The extension follows a period of consultation which the Ministry says received the highest level of submissions of any Building Code consultation to date.

Manager Building Performance and Engineering at MBIE, Dr Dave Gittings says the extension was granted in recognition of existing pressure on the residential building sector.

“Response to our consultation shows there is a high level of support for the insulation changes and the need for New Zealand to provide higher performing houses while responding to the urgency of climate change, however parts of the sector have told us they need some more time to prepare for the increase in insulation,” he said.

“Half of all respondents expressed a strong preference to keep to the existing transition period in November 2022, however there were some significant concerns raised by key parts of the system about keeping to this date.”

The Ministry reported that architects, designers, suppliers and building owners generally submitted in favour of keeping the transition period as it was, while builders and building consent authorities expressed a strong preference for an extension.

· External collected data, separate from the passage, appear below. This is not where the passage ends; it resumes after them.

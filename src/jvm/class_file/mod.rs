//! Low-level structures going into a serialized classfile
//!
//! This module covers the constant pool along with the raw attributes that a compiled method
//! body carries. Everything here serializes byte-for-byte into the [classfile format][0].
//!
//! [0]: https://docs.oracle.com/javase/specs/jvms/se16/html/jvms-4.html

mod attribute;
mod constants;

pub use attribute::*;
pub use constants::*;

All parts of the sector indicated there are existing stresses caused by COVID-19 and the current economic climate. Feedback from builders indicated this would be further amplified by meeting the new insulation requirements from November 2022, it said.

Window suppliers and manufacturers advised they were confident in their ability to meet demand for the existing transition period and many have begun making changes to their operations to meet the demands for these dates. Given the short shelf-life of specific window elements, many of these products could perish if not installed, resulting in sizeable financial impacts, the Ministry said.

“Extending the transition period for changing to using these window types would penalise companies that had prepared for the transition period in favour of those that had not. This is why we haven’t applied the same blanket extension for windows and doors and will be progressing with a slight amendment to the previously communicated staged approach,” Dr Gittings says.

The extension will only apply to housing. The transition period for commercial buildings, communal residential and communal non-residential will still end on 2 November 2022.

In the meantime, anyone able to build houses to the newer wall, floor, and roof insulation standards is strongly encouraged to do so, as they will be warmer, drier, healthier, and cheaper to heat, the Ministry said.

“The insulation requirements deliver extensive benefits for New Zealand’s homes and buildings,” Dr Gittings says.

“For example, cheaper heating costs will make a particular difference in colder areas of New Zealand, where it is estimated heating costs will reduce by up to 40% for a 4 bedroom stand-alone home built to the new requirements

“This decision will allow the building and construction sector time to be able to deliver on the biggest energy efficiency changes to the Building Code in over a decade, which aim to support the sector to help New Zealand reach its goal of net zero carbon emissions by 2050, while supporting those parts of the sector that are committed and ready to take action now,” he said.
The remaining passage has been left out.